In a similar way, the excessive displays of sadness and “pain” (a word I’ve heard applied over and over to people who do not necessarily have any direct connection to the shooting at all, and who cannot be suffering any real pain) are assuredly not an expression of modern man’s deep concern for his fellow man.  Rather, it is just another expression of his narcissism and vanity.  True empathy in these circumstances would have to begin with the recognition that the Newtown families’ suffering is nothing like our suffering, whatever “our suffering” is even supposed to mean.  However distressed we might legitimately feel whenever we imagine ourselves in their shoes, we are not experiencing any real pain of loss, and the attempt to make every one of us a party to that pain is not, in the end, a show of genuine solicitousness.

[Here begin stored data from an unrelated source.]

impl SimWorld {
    fn new_internal(config: SimConfig) -> Self {
        Self {
            config,
            terrain: Box::new(NoTerrain),
            car_routes: Vec::new(),
            boat_routes: Vec::new(),
            ped_routes: Vec::new(),
            car_graph: RouteGraph::default(),
            cars: Vec::new(),
            boats: Vec::new(),
            birds: Vec::new(),
            pedestrians: Vec::new(),
            pigeon_groups: Vec::new(),
            counter: SpawnCounter::new(),
            observer: Position::default(),
            time: 0.0,
            stats: SimStats::default(),
        }
    }

    /// An empty world with the default configuration
    pub fn new() -> Self {
        Self::new_internal(SimConfig::default())
    }

    /// An empty world with a custom configuration
    pub fn with_config(config: SimConfig) -> Result<Self> {
        config.validate().context("Invalid simulation config")?;
        Ok(Self::new_internal(config))
    }

    /// Replace the terrain height source. Takes effect from the next pose update.
    pub fn set_terrain(&mut self, terrain: impl TerrainHeight + 'static) {
        self.terrain = Box::new(terrain);
    }

    /// Discard everything and rebuild routes, graph and all agent pools from new
    /// geographic data. The spawn counter restarts, so the same input replays the
    /// same world.
    pub fn load_network(
        &mut self,
        roads: &[RoadInput],
        waterways: &[WaterwayInput],
        observer: Position,
    ) {
        self.car_routes = build_car_routes(roads);
        self.boat_routes = build_boat_routes(waterways);
        self.ped_routes = build_ped_routes(roads);
        self.car_graph = build_route_graph(&self.car_routes);

        self.counter.reset();
        self.observer = observer;
        self.time = 0.0;
        self.stats = SimStats::default();

        debug!(
            "Loaded network: {} car routes, {} boat routes, {} pedestrian routes",
            self.car_routes.len(),
            self.boat_routes.len(),
            self.ped_routes.len()
        );
        debug!(
            "Route graph: {} links, {} dead ends, {} components",
            self.car_graph.link_count(),
            self.car_graph.dead_end_count(),
            self.car_graph.component_count()
        );
        if self.car_routes.is_empty() && !roads.is_empty() {
            warn!("None of the {} roads are drivable; no cars will spawn", roads.len());
        }

        self.cars = vec![SimCar::default(); self.config.max_cars];
        self.boats = vec![SimBoat::default(); self.config.max_boats];
        self.birds = vec![SimBird::default(); self.config.max_birds];
        self.pedestrians = vec![SimPedestrian::default(); self.config.max_pedestrians];
        self.top_up_cars();
        self.top_up_boats();
        self.top_up_birds();
        self.top_up_pedestrians();

        self.pigeon_groups = (0..self.config.pigeon_groups)
            .map(|_| {
                spawn_pigeon_group(
                    &self.ped_routes,
                    &mut self.counter,
                    observer,
                    &self.config,
                    &*self.terrain,
                )
            })
            .collect();
    }

    /// Main simulation tick
    pub fn tick(&mut self, delta_secs: f32, observer: Position) {
        self.time += delta_secs;
        self.stats.ticks += 1;
        self.observer = observer;

        self.update_cars(delta_secs);
        self.update_boats(delta_secs);
        self.update_birds(delta_secs);
        self.update_pedestrians(delta_secs);
        self.update_pigeons(delta_secs);
    }

    fn update_cars(&mut self, delta_secs: f32) {
        let terrain = &*self.terrain;
        let cull_sq = self.config.car_cull_radius * self.config.car_cull_radius;

        for car in &mut self.cars {
            match car.update(delta_secs, &self.car_routes, &self.car_graph, terrain) {
                CarUpdateResult::Transitioned(_) => self.stats.car_transitions += 1,
                CarUpdateResult::Despawn => self.stats.car_dead_ends += 1,
                CarUpdateResult::Continue => {}
            }
        }

        self.stats.cars_spacing_kills += enforce_following_distance(
            &mut self.cars,
            &self.car_routes,
            self.config.following_distance,
            terrain,
        );

        // Clamping moves cars, so cull on the final poses
        for car in self.cars.iter_mut().filter(|car| car.alive) {
            if Position::flat(car.x, car.z).distance_sq_xz(&self.observer) > cull_sq {
                car.alive = false;
            }
        }
        self.top_up_cars();
    }

    fn update_boats(&mut self, delta_secs: f32) {
        let cull_sq = self.config.boat_cull_radius * self.config.boat_cull_radius;
        for boat in &mut self.boats {
            boat.update(delta_secs, self.time, &self.boat_routes, &*self.terrain);
            if boat.alive && Position::flat(boat.x, boat.z).distance_sq_xz(&self.observer) > cull_sq
            {
                boat.alive = false;
            }
        }
        self.top_up_boats();
    }

    fn update_birds(&mut self, delta_secs: f32) {
        let cull_sq = self.config.bird_cull_radius * self.config.bird_cull_radius;
        for bird in &mut self.birds {
            bird.update(delta_secs);
            if bird.alive && bird.center.distance_sq_xz(&self.observer) > cull_sq {
                bird.alive = false;
            }
        }
        self.top_up_birds();
    }

    fn update_pedestrians(&mut self, delta_secs: f32) {
        let cull_sq = self.config.pedestrian_cull_radius * self.config.pedestrian_cull_radius;
        for pedestrian in &mut self.pedestrians {
            pedestrian.update(delta_secs, &self.ped_routes, &*self.terrain);
            if pedestrian.alive
                && Position::flat(pedestrian.x, pedestrian.z).distance_sq_xz(&self.observer)
                    > cull_sq
            {
                pedestrian.alive = false;
            }
        }
        self.top_up_pedestrians();
    }

    fn update_pigeons(&mut self, delta_secs: f32) {
        for group in &mut self.pigeon_groups {
            match group.state {
                FlockState::Gone => {
                    *group = spawn_pigeon_group(
                        &self.ped_routes,
                        &mut self.counter,
                        self.observer,
                        &self.config,
                        &*self.terrain,
                    );
                    self.stats.pigeon_respawns += 1;
                }
                FlockState::Pecking => {
                    group.update(delta_secs, self.observer, &mut self.counter, &self.config);
                    if group.state == FlockState::Scattering {
                        self.stats.pigeon_scatters += 1;
                    }
                }
                FlockState::Scattering => {
                    group.update(delta_secs, self.observer, &mut self.counter, &self.config);
                }
            }
        }
    }

    // Top-up passes only write into dead slots, so a pool never holds more live
    // agents than its length, which is the cap.

    fn top_up_cars(&mut self) {
        for slot in self.cars.iter_mut().filter(|car| !car.alive) {
            let spawned = spawn_car(
                &self.car_routes,
                &mut self.counter,
                self.observer,
                &self.config,
                &*self.terrain,
            );
            match spawned {
                Some(car) => {
                    *slot = car;
                    self.stats.cars_spawned += 1;
                }
                None => break,
            }
        }
    }

    fn top_up_boats(&mut self) {
        for slot in self.boats.iter_mut().filter(|boat| !boat.alive) {
            let spawned = spawn_boat(
                &self.boat_routes,
                &mut self.counter,
                self.observer,
                &self.config,
                &*self.terrain,
            );
            match spawned {
                Some(boat) => {
                    *slot = boat;
                    self.stats.boats_spawned += 1;
                }
                None => break,
            }
        }
    }

    fn top_up_birds(&mut self) {
        for slot in self.birds.iter_mut().filter(|bird| !bird.alive) {
            *slot = spawn_bird(
                &self.boat_routes,
                &mut self.counter,
                self.observer,
                &*self.terrain,
            );
            self.stats.birds_spawned += 1;
        }
    }

    fn top_up_pedestrians(&mut self) {
        for slot in self.pedestrians.iter_mut().filter(|p| !p.alive) {
            let spawned = spawn_pedestrian(
                &self.ped_routes,
                &mut self.counter,
                self.observer,
                &self.config,
                &*self.terrain,
            );
            match spawned {
                Some(pedestrian) => {
                    *slot = pedestrian;
                    self.stats.pedestrians_spawned += 1;
                }
                None => break,
            }
        }
    }

    pub fn config(&self) -> &SimConfig {
        &self.config
    }

    pub fn observer(&self) -> Position {
        self.observer
    }

    pub fn car_routes(&self) -> &[RouteSegment] {
        &self.car_routes
    }

    pub fn boat_routes(&self) -> &[RouteSegment] {
        &self.boat_routes
    }

    pub fn ped_routes(&self) -> &[RouteSegment] {
        &self.ped_routes
    }

    pub fn car_graph(&self) -> &RouteGraph {
        &self.car_graph
    }

    /// All car slots, dead ones included. Indices are stable between ticks.
    pub fn cars(&self) -> &[SimCar] {
        &self.cars
    }

    pub fn boats(&self) -> &[SimBoat] {
        &self.boats
    }

    pub fn birds(&self) -> &[SimBird] {
        &self.birds
    }

    pub fn pedestrians(&self) -> &[SimPedestrian] {
        &self.pedestrians
    }

    pub fn pigeon_groups(&self) -> &[PigeonGroup] {
        &self.pigeon_groups
    }

    /// Steps claimed from the spawn counter since the last load
    pub fn spawn_steps(&self) -> u64 {
        self.counter.steps()
    }

    pub fn alive_cars(&self) -> usize {
        self.cars.iter().filter(|c| c.alive).count()
    }

    pub fn alive_boats(&self) -> usize {
        self.boats.iter().filter(|b| b.alive).count()
    }

    pub fn alive_birds(&self) -> usize {
        self.birds.iter().filter(|b| b.alive).count()
    }

    pub fn alive_pedestrians(&self) -> usize {
        self.pedestrians.iter().filter(|p| p.alive).count()
    }

    /// Print a summary of the world state
    pub fn print_summary(&self) {
        println!("=== Ambient Simulation Summary ===");
        println!("Time: {:.2}s", self.time);
        println!("Observer: ({:.1}, {:.1})", self.observer.x, self.observer.z);
        println!(
            "Routes: {} car, {} boat, {} pedestrian ({} graph links)",
            self.car_routes.len(),
            self.boat_routes.len(),
            self.ped_routes.len(),
            self.car_graph.link_count()
        );
        println!("Cars: {}/{}", self.alive_cars(), self.cars.len());
        println!("Boats: {}/{}", self.alive_boats(), self.boats.len());
        println!("Birds: {}/{}", self.alive_birds(), self.birds.len());
        println!(
            "Pedestrians: {}/{}",
            self.alive_pedestrians(),
            self.pedestrians.len()
        );

        println!("--- Pigeon groups ---");
        for (index, group) in self.pigeon_groups.iter().enumerate() {
            println!(
                "  Group {}: {:?} at ({:.1}, {:.1}), {} birds, timer {:.1}s",
                index,
                group.state,
                group.center.x,
                group.center.z,
                group.members.len(),
                group.timer
            );
        }
        println!();
    }

    /// Draw a visual map of the world in the terminal
    pub fn draw_map(&self) {
        let all_points = self
            .car_routes
            .iter()
            .chain(&self.boat_routes)
            .chain(&self.ped_routes)
            .flat_map(|route| route.points.iter());

        // Find bounds of the world
        let mut min_x = f32::INFINITY;
        let mut max_x = f32::NEG_INFINITY;
        let mut min_z = f32::INFINITY;
        let mut max_z = f32::NEG_INFINITY;
        for pos in all_points {
            min_x = min_x.min(pos.x);
            max_x = max_x.max(pos.x);
            min_z = min_z.min(pos.z);
            max_z = max_z.max(pos.z);
        }
        if !min_x.is_finite() || !min_z.is_finite() {
            println!("(empty map)");
            return;
        }

        // One character per 4 meters
        let scale = 0.25;
        let width = ((max_x - min_x) * scale) as usize + 1;
        let height = ((max_z - min_z) * scale) as usize + 1;
        let mut grid = vec![vec![' '; width]; height];

        let to_grid = |x: f32, z: f32| -> Option<(usize, usize)> {
            if x < min_x || x > max_x || z < min_z || z > max_z {
                return None;
            }
            let col = ((x - min_x) * scale) as usize;
            // Flip the Z-axis so +z points up
            let row = ((max_z - z) * scale) as usize;
            Some((row.min(height - 1), col.min(width - 1)))
        };

        let mut plot = |route: &RouteSegment, glyph: char| {
            let steps = (route.total_length / 2.0).ceil().max(1.0) as usize;
            for step in 0..=steps {
                let progress = route.total_length * step as f32 / steps as f32;
                let sample = sample_route(route, progress);
                if let Some((row, col)) = to_grid(sample.x, sample.z) {
                    if grid[row][col] == ' ' {
                        grid[row][col] = glyph;
                    }
                }
            }
        };
        for route in &self.boat_routes {
            plot(route, '~');
        }
        for route in &self.car_routes {
            plot(route, '#');
        }
        for route in &self.ped_routes {
            plot(route, '.');
        }

        let mut mark = |x: f32, z: f32, glyph: char| {
            if let Some((row, col)) = to_grid(x, z) {
                grid[row][col] = glyph;
            }
        };
        for pedestrian in self.pedestrians.iter().filter(|p| p.alive) {
            mark(pedestrian.x, pedestrian.z, 'p');
        }
        for boat in self.boats.iter().filter(|b| b.alive) {
            mark(boat.x, boat.z, 'B');
        }
        for car in self.cars.iter().filter(|c| c.alive) {
            mark(car.x, car.z, 'C');
        }
        for group in &self.pigeon_groups {
            mark(group.center.x, group.center.z, 'P');
        }
        mark(self.observer.x, self.observer.z, '@');

        println!("\n=== World Map ===");
        println!("Legend: #=Road, .=Footpath, ~=Water, C=Car, B=Boat, p=Pedestrian, P=Pigeons, @=Observer");
        println!();
        for row in &grid {
            let line: String = row.iter().collect();
            println!("{}", line);
        }
        println!();
    }
}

We are a society of blubbering, self-seeking effeminates, without even the grace and charm of femininity.

Laura writes:

Well said.

You write:

Every guest on every television show, and certainly on every “reality” TV show, goes through the same ritual process of eliciting sympathy from the audience for how difficult his life has been, and often their supposed grounds for complaint are incredibly trivial. They surely do so at the prompting of the shows’ producers, who can think of no other way to make such a cavalcade of freaks likable.

We’re so surrounded by emotional pornography on a daily basis that when something extreme like the Newtown shootings occurs, the public shifts into mass hysteria.